UM Clustering

I have created 4 UM instances and added all into the cluster. if 2 nodes are down then the cluster is going off.

Is there any setting that i need to change it/this is usual behavior? I am using UM9.8v.

Please advise on this.

For a cluster to be active there should be at least 50 + % of active servers. Currently as per the qurom you have exactly 50 % of active servers. You need an additional 1 vote to be in cluster.

Create a site and select one of the servers which is active as prime. This should work.

Here I am using cluster not site when i have taken 3 instance,if one is down other 2 active as a master and slave. If i took 4 instance, if two is down then complete cluster is down- why?

What does it mean “For a cluster to be active there should be at least 50 + % of active servers” ? Can you elaborate more on this.

Thanks.

Krishna,
the reason you need MORE than 50% to continue the cluster is to avoid a situation called “split brain”. If you have two data centers and all 4 servers are running, but the connection between the data centers goes down, you do NOT want both pairs of servers to continue processing (each half has exactly 50%), as you would create a situation that could not be recovered without losing data. Hence UM requires a majority (MORE than 50%) to achieve quorum. If you have two data centers, then you obviously have the possibility of EXACTLY 50%, so you should assign the Prime flag to one site to designate which site can continue in the 50% scenario. This prevents split-brain.
If you have a single data-center, then a 3-node cluster is recommended.

1 Like

Thanks Jonathan.

I have 3 test cases,
Case 1-
Planning to create 2 sites (A & B) in two different data centers (having 2 instance in each site) and enable ISPrime falg on only one site . All together in cluster

Case 2 -
Planning to create 2 sites (A & B) in two different data centers (having 2 instance in each site) and enable IsPrime flag on both sites. All together in cluster

Case 3 -
Planning to create 1 sites (A ) in one data centers (having 2 instance created in 2 (A & B)different data center) and set IsPrime flag to one instance .

Which case is giving  HA?

Krishna,

If you want a 4-node cluster, then Case 1 is what you want. It will be resilient against failure of any one machine without human intervention. If you lose the entire non-prime site, then also no human intervention will be needed. Only if you lose the entire prime site, will it be necessary to manually set the prime flag on the other site to restore cluster operation.
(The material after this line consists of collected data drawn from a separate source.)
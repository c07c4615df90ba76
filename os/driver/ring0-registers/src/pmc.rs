//! # Performance-Monitoring Counters (PMC)
//!
//! `RDPMC` reads the counter selected by `ecx`. Bit 30 of the selector picks
//! the fixed-function counters on Intel parts; the remaining bits index into
//! the general-purpose counters. Outside of CPL0 the instruction faults unless
//! `CR4.PCE` is set.

use crate::join_edx_eax;

/// Selects a performance-monitoring counter for `rdpmc`.
#[repr(transparent)]
#[derive(Debug, Clone, Copy, PartialEq, Eq, PartialOrd, Ord, Hash)]
pub struct Pmc(pub u32);

impl Pmc {
    /// Selector bit for Intel fixed-function counters.
    pub const FIXED_FUNCTION: u32 = 1 << 30;

    #[inline]
    #[must_use]
    pub const fn new(selector: u32) -> Self {
        Self(selector)
    }

    #[inline]
    #[must_use]
    pub const fn raw(self) -> u32 {
        self.0
    }

    /// Reads the selected counter.
    ///
    /// # Safety
    /// - Requires **CPL=0** or `CR4.PCE=1`.
    /// - The selector must name a counter implemented by the executing core;
    ///   otherwise the CPU raises **#GP(0)**.
    #[cfg(all(feature = "asm", target_arch = "x86_64"))]
    #[inline]
    #[doc(alias = "read_performance_monitoring_counter")]
    pub unsafe fn load_raw(self) -> u64 {
        let lo: u32;
        let hi: u32;
        let ecx = self.raw();
        unsafe {
            core::arch::asm!(
            "rdpmc",
            in("ecx") ecx,
            out("eax") lo,
            out("edx") hi,
            options(nomem, nostack, preserves_flags)
            );
        }
        join_edx_eax(hi, lo)
    }
}
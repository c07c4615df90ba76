use crate::platform::PortIo;
use crate::status::AccessError;
use crate::wire::{PortValue, PortWidth};

/// Reads `width` bytes from `port` into `out`.
///
/// The reported byte count is the length of the request's *input* buffer,
/// not the width of the value. Existing callers depend on that count.
///
/// # Errors
/// [`AccessError::InvalidParameter`] if `out` cannot hold the value.
pub fn read_port<P>(
    platform: &P,
    port: u16,
    width: PortWidth,
    input_len: usize,
    out: &mut [u8],
) -> Result<usize, AccessError>
where
    P: PortIo + ?Sized,
{
    platform
        .read_port(port, width)
        .copy_to(out)
        .ok_or(AccessError::InvalidParameter)?;
    Ok(input_len)
}

/// # Errors
/// Never fails; the `Result` keeps the routine shape uniform.
pub fn write_port<P>(platform: &P, port: u16, value: PortValue) -> Result<usize, AccessError>
where
    P: PortIo + ?Sized,
{
    platform.write_port(port, value);
    Ok(0)
}
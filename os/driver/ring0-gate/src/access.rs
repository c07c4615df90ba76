//! # Primitive access routines
//!
//! One routine per privileged operation. Each receives an already validated
//! request, performs exactly one hardware access through the
//! [`Platform`](crate::platform::Platform) seams and reports the number of
//! output bytes produced. Hardware faults come back as
//! [`AccessError::Unsuccessful`](crate::AccessError::Unsuccessful); no routine
//! keeps state between calls.

mod memory;
mod msr;
mod pci;
mod port;

pub use memory::{read_memory, write_memory};
pub use msr::{read_msr, read_pmc, write_msr};
pub use pci::{read_pci_config, write_pci_config};
pub use port::{read_port, write_port};
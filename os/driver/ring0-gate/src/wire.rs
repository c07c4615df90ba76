//! # Wire contract
//!
//! Input structures exchanged through the buffered request path. All fields
//! are little-endian and packed on 4-byte boundaries; variable-length payloads
//! follow their fixed header directly.
//!
//! | Structure                | Layout                                     | Size   |
//! |--------------------------|--------------------------------------------|--------|
//! | index (MSR/PMC/port)     | `u32`                                      | 4      |
//! | [`WriteMsrInput`]        | `u32 register`, `u64 value`                | 12     |
//! | [`WritePortInput`]       | `u32 port`, value union                    | 8      |
//! | [`PciConfigHeader`]      | `u32 address`, `u32 offset`, payload…      | 8 + n  |
//! | [`MemoryDescriptor`]     | `u64 address`, `u32 unit`, `u32 count`, …  | 16 + n |
//!
//! Parsers only check that enough bytes are present; per-operation policy
//! lives in [`validate`](crate::validate).

use crate::physical::{PhysicalAddress, PhysicalRange};
use bitfield_struct::bitfield;

/// Length of a bare register, counter or port index.
pub const INDEX_INPUT_LEN: usize = 4;

/// Every 64-bit register read produces this many bytes.
pub const REGISTER_VALUE_LEN: usize = 8;

/// Length of the version and reference count replies.
pub const QUERY_REPLY_LEN: usize = 4;

#[inline]
fn le_u32(bytes: &[u8], at: usize) -> Option<u32> {
    let raw = bytes.get(at..at + 4)?;
    Some(u32::from_le_bytes(raw.try_into().ok()?))
}

#[inline]
fn le_u64(bytes: &[u8], at: usize) -> Option<u64> {
    let raw = bytes.get(at..at + 8)?;
    Some(u64::from_le_bytes(raw.try_into().ok()?))
}

/// Reads the leading `u32` index of an MSR, PMC or port request.
#[must_use]
pub fn parse_index(input: &[u8]) -> Option<u32> {
    le_u32(input, 0)
}

/// Packed `(bus, device, function)` PCI address.
///
/// ```text
///  31        16 15     8 7      3 2    0
/// ┌────────────┬────────┬────────┬──────┐
/// │  reserved  │  bus   │ device │ func │
/// └────────────┴────────┴────────┴──────┘
/// ```
#[bitfield(u32)]
#[derive(PartialEq, Eq, Hash)]
pub struct PciAddress {
    /// Bits 0–2: function number.
    #[bits(3)]
    pub function: u8,
    /// Bits 3–7: device number.
    #[bits(5)]
    pub device: u8,
    /// Bits 8–15: bus number.
    pub bus: u8,
    /// Bits 16–31: ignored.
    #[bits(16)]
    _reserved: u16,
}

impl PciAddress {
    /// Packs a bus/device/function triple, discarding out-of-range bits the
    /// same way the hardware selector does.
    #[must_use]
    pub const fn from_parts(bus: u8, device: u8, function: u8) -> Self {
        Self::new()
            .with_bus(bus)
            .with_device(device & 0x1F)
            .with_function(function & 0x07)
    }
}

/// Input of a write-MSR request.
#[derive(Debug, Copy, Clone, PartialEq, Eq)]
pub struct WriteMsrInput {
    pub register: u32,
    pub value: u64,
}

impl WriteMsrInput {
    pub const LEN: usize = 12;

    #[must_use]
    pub fn parse(input: &[u8]) -> Option<Self> {
        Some(Self {
            register: le_u32(input, 0)?,
            value: le_u64(input, 4)?,
        })
    }

    #[must_use]
    pub fn to_bytes(&self) -> [u8; Self::LEN] {
        let mut out = [0; Self::LEN];
        out[..4].copy_from_slice(&self.register.to_le_bytes());
        out[4..].copy_from_slice(&self.value.to_le_bytes());
        out
    }
}

/// Width of a single port access, fixed by the opcode variant.
#[derive(Debug, Copy, Clone, PartialEq, Eq, Hash)]
#[repr(u8)]
pub enum PortWidth {
    Byte = 1,
    Word = 2,
    Dword = 4,
}

impl PortWidth {
    #[inline]
    #[must_use]
    pub const fn bytes(self) -> usize {
        self as usize
    }
}

/// A value written to, or read from, an I/O port.
#[derive(Debug, Copy, Clone, PartialEq, Eq, Hash)]
pub enum PortValue {
    Byte(u8),
    Word(u16),
    Dword(u32),
}

impl PortValue {
    #[must_use]
    pub const fn width(self) -> PortWidth {
        match self {
            Self::Byte(_) => PortWidth::Byte,
            Self::Word(_) => PortWidth::Word,
            Self::Dword(_) => PortWidth::Dword,
        }
    }

    /// Zero-extended value.
    #[must_use]
    pub const fn widened(self) -> u32 {
        match self {
            Self::Byte(v) => v as u32,
            Self::Word(v) => v as u32,
            Self::Dword(v) => v,
        }
    }

    /// Truncates `raw` to `width`.
    #[must_use]
    #[allow(clippy::cast_possible_truncation)]
    pub const fn truncate(width: PortWidth, raw: u32) -> Self {
        match width {
            PortWidth::Byte => Self::Byte(raw as u8),
            PortWidth::Word => Self::Word(raw as u16),
            PortWidth::Dword => Self::Dword(raw),
        }
    }

    /// Copies the value into `out` in native byte order.
    ///
    /// Returns `None` if `out` is shorter than the value.
    pub fn copy_to(self, out: &mut [u8]) -> Option<()> {
        match self {
            Self::Byte(v) => out.first_mut().map(|b| *b = v),
            Self::Word(v) => out.get_mut(..2).map(|o| o.copy_from_slice(&v.to_ne_bytes())),
            Self::Dword(v) => out.get_mut(..4).map(|o| o.copy_from_slice(&v.to_ne_bytes())),
        }
    }
}

/// Input of a width-specific port write. The value sits in a union after the
/// port number; only the leading `width` bytes of it are read.
#[derive(Debug, Copy, Clone, PartialEq, Eq)]
pub struct WritePortInput {
    pub port: u32,
    pub value: PortValue,
}

impl WritePortInput {
    /// Size of the full structure including the 4-byte union.
    pub const LEN: usize = 8;

    /// Smallest input that carries a value of `width`.
    #[must_use]
    pub const fn min_len(width: PortWidth) -> usize {
        INDEX_INPUT_LEN + width.bytes()
    }

    #[must_use]
    pub fn parse(input: &[u8], width: PortWidth) -> Option<Self> {
        let port = le_u32(input, 0)?;
        let v = input.get(INDEX_INPUT_LEN..Self::min_len(width))?;
        let value = match width {
            PortWidth::Byte => PortValue::Byte(v[0]),
            PortWidth::Word => PortValue::Word(u16::from_le_bytes([v[0], v[1]])),
            PortWidth::Dword => PortValue::Dword(u32::from_le_bytes([v[0], v[1], v[2], v[3]])),
        };
        Some(Self { port, value })
    }

    #[must_use]
    pub fn to_bytes(&self) -> [u8; Self::LEN] {
        let mut out = [0; Self::LEN];
        out[..4].copy_from_slice(&self.port.to_le_bytes());
        out[4..].copy_from_slice(&self.value.widened().to_le_bytes());
        out
    }
}

/// Fixed header of the PCI configuration requests.
///
/// A read request is exactly this header; a write request appends the bytes
/// to write.
#[derive(Debug, Copy, Clone, PartialEq, Eq)]
pub struct PciConfigHeader {
    pub address: PciAddress,
    pub offset: u32,
}

impl PciConfigHeader {
    pub const LEN: usize = 8;

    #[must_use]
    pub fn parse(input: &[u8]) -> Option<Self> {
        Some(Self {
            address: PciAddress::from_bits(le_u32(input, 0)?),
            offset: le_u32(input, 4)?,
        })
    }

    #[must_use]
    pub fn to_bytes(&self) -> [u8; Self::LEN] {
        let mut out = [0; Self::LEN];
        out[..4].copy_from_slice(&self.address.into_bits().to_le_bytes());
        out[4..].copy_from_slice(&self.offset.to_le_bytes());
        out
    }
}

/// Fixed header of the physical memory requests.
///
/// A read request is exactly this descriptor; a write request appends
/// `unit_size * count` bytes of data.
#[derive(Debug, Copy, Clone, PartialEq, Eq)]
pub struct MemoryDescriptor {
    pub address: PhysicalAddress,
    pub unit_size: u32,
    pub count: u32,
}

impl MemoryDescriptor {
    pub const LEN: usize = 16;

    #[must_use]
    pub fn parse(input: &[u8]) -> Option<Self> {
        Some(Self {
            address: PhysicalAddress::new(le_u64(input, 0)?),
            unit_size: le_u32(input, 8)?,
            count: le_u32(input, 12)?,
        })
    }

    #[must_use]
    pub fn to_bytes(&self) -> [u8; Self::LEN] {
        let mut out = [0; Self::LEN];
        out[..8].copy_from_slice(&self.address.as_u64().to_le_bytes());
        out[8..12].copy_from_slice(&self.unit_size.to_le_bytes());
        out[12..].copy_from_slice(&self.count.to_le_bytes());
        out
    }

    #[must_use]
    pub const fn range(&self) -> PhysicalRange {
        PhysicalRange::new(self.address, self.unit_size, self.count)
    }
}

/// Packed service version: one byte each for major, minor, revision and
/// release, most significant first.
#[bitfield(u32)]
#[derive(PartialEq, Eq)]
pub struct DriverVersion {
    /// Bits 0–7.
    pub release: u8,
    /// Bits 8–15.
    pub revision: u8,
    /// Bits 16–23.
    pub minor: u8,
    /// Bits 24–31.
    pub major: u8,
}

/// Identifier under which the service publishes itself.
pub const SERVICE_ID: &str = "WinRing0_1_2_0";

/// The version reported by the version query.
pub const VERSION: DriverVersion = DriverVersion::new()
    .with_major(1)
    .with_minor(2)
    .with_revision(0)
    .with_release(5);

#[cfg(test)]
mod tests {
    use super::*;

    #[test]
    fn pci_address_bit_positions() {
        let a = PciAddress::from_parts(0x12, 0x1F, 0x7);
        assert_eq!(a.into_bits(), 0x12FF);
        let b = PciAddress::from_bits(0xABCD_0A0B);
        assert_eq!(b.bus(), 0x0A);
        assert_eq!(b.device(), 0x01);
        assert_eq!(b.function(), 0x03);
    }

    #[test]
    fn pci_address_masks_out_of_range_parts() {
        let a = PciAddress::from_parts(0, 0x21, 0x09);
        assert_eq!(a.device(), 0x01);
        assert_eq!(a.function(), 0x01);
    }

    #[test]
    fn version_is_packed_most_significant_first() {
        assert_eq!(VERSION.into_bits(), 0x0102_0005);
    }

    #[test]
    fn short_inputs_do_not_parse() {
        assert!(parse_index(&[1, 2, 3]).is_none());
        assert!(WriteMsrInput::parse(&[0; 11]).is_none());
        assert!(PciConfigHeader::parse(&[0; 7]).is_none());
        assert!(MemoryDescriptor::parse(&[0; 15]).is_none());
        assert!(WritePortInput::parse(&[0; 5], PortWidth::Word).is_none());
        assert!(WritePortInput::parse(&[0; 6], PortWidth::Word).is_some());
    }

    #[test]
    fn port_union_reads_leading_bytes() {
        let bytes = WritePortInput {
            port: 0x80,
            value: PortValue::Dword(0xAABB_CCDD),
        }
        .to_bytes();
        let byte = WritePortInput::parse(&bytes, PortWidth::Byte).unwrap();
        assert_eq!(byte.value, PortValue::Byte(0xDD));
        let word = WritePortInput::parse(&bytes, PortWidth::Word).unwrap();
        assert_eq!(word.value, PortValue::Word(0xCCDD));
    }

    #[test]
    fn port_value_copy_respects_buffer() {
        let mut out = [0u8; 1];
        assert!(PortValue::Word(0x1234).copy_to(&mut out).is_none());
        assert!(PortValue::Byte(0x12).copy_to(&mut out).is_some());
        assert_eq!(out, [0x12]);
    }
}
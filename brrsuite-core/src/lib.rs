// BRR Suite
// Copyright (c) 2022-2025 The BRR Suite Developers.
//
// This Source Code Form is subject to the terms of the Mozilla Public
// License, v. 2.0. If a copy of the MPL was not distributed with this
// file, You can obtain one at https://mozilla.org/MPL/2.0/.

#![warn(rust_2018_idioms)]
#![forbid(unsafe_code)]
// The following lints are allowed in all BRR Suite crates. Please see the workspace Cargo.toml for
// their justification.
#![allow(clippy::comparison_chain)]
#![allow(clippy::identity_op)]
#![allow(clippy::manual_range_contains)]

//! The core of BRR Suite: the bit-level model of the Bit Rate Reduction format used by the SNES
//! S-DSP, the sample container that owns a BRR byte stream, and the arithmetic of the DSP's
//! decode path.
//!
//! Encoding, decoding, and the on-disk suite container are built on top of this crate by
//! `brrsuite-codec` and `brrsuite-format-brs`.

pub mod block;
pub mod checksum;
pub mod common;
pub mod dsp;
pub mod errors;
pub mod io;
pub mod sample;
pub mod util;
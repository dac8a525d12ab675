// BRR Suite
// Copyright (c) 2022-2025 The BRR Suite Developers.
//
// This Source Code Form is subject to the terms of the Mozilla Public
// License, v. 2.0. If a copy of the MPL was not distributed with this
// file, You can obtain one at https://mozilla.org/MPL/2.0/.

//! The `checksum` module implements the block-structured checksum of the BRR Suite Sample file.
//!
//! Each 9-byte block contributes the sum of its data bytes, each shifted by its position, XORed
//! with the header byte shifted by 4. The file stores both the 16-bit sum and its complement so
//! a corrupted checksum field is itself detectable.

use crate::common::BRR_BLOCK_SIZE;

/// The BRR Suite Sample checksum.
#[derive(Default)]
pub struct BrsChecksum {
    sum: u16,
}

impl BrsChecksum {
    pub fn new() -> Self {
        BrsChecksum { sum: 0 }
    }

    /// Processes one 9-byte block.
    pub fn process_block(&mut self, block: &[u8]) {
        debug_assert!(block.len() == BRR_BLOCK_SIZE);

        let mut acc: u16 = 0;

        for (j, &byte) in block.iter().enumerate().skip(1) {
            acc = acc.wrapping_add(u16::from(byte) << (j - 1));
        }
        acc ^= u16::from(block[0]) << 4;

        self.sum = self.sum.wrapping_add(acc);
    }

    /// Gets the checksum over all blocks processed so far.
    pub fn checksum(&self) -> u16 {
        self.sum
    }

    /// Gets the complement of the checksum.
    pub fn complement(&self) -> u16 {
        self.sum ^ 0xffff
    }
}

/// Computes the checksum of a whole BRR byte stream.
///
/// Trailing bytes that do not form a whole block are ignored.
pub fn checksum_of(data: &[u8]) -> u16 {
    let mut checksum = BrsChecksum::new();

    for block in data.chunks_exact(BRR_BLOCK_SIZE) {
        checksum.process_block(block);
    }

    checksum.checksum()
}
Case 2 is not supported and will not work. You cannot set the prime flag on both sites.

I don’t understand Case 3, but if you mean having your UM sites not matching the actual data centers, then this will also be a non-supported configuration that will not work.

Check out this video for more details on UM clustering: http://techcommunity.softwareag.com/pwiki/-/wiki/Main/Universal+Messaging+Clustering+Demystified

1 Like

Hi Janathan,

Thanks for the information.

Case 3 will be-

Having 2 UM instances in two different data centers , we combined both instance using Site and set Is Prime Flag to one of the instance. 

 I think in this approach, need manual intervention when Prime node is down like Case1. Correct?

In case 1 we e using 4 nodes , but here we are using only 2. Am thinking this will give better performance compare with case 1. correct me if i am wrong?

You understanding is correct.
The main difference is that your 2-node cluster will require manual intervention if either the prime MACHINE fails, or the prime SITE fails.
The 4-node cluster will be resilient to failure of any one machine without human intervention. That would only be needed if the prime SITE fails (which is very unlikely).

Yes - performance of a 4-node cluster will be a little lower than a 2-node cluster and network traffic will be a lot higher.

1 Like

@ Janathan,

Thanks for sharing this and will come back to you in case of any additional queries on the same.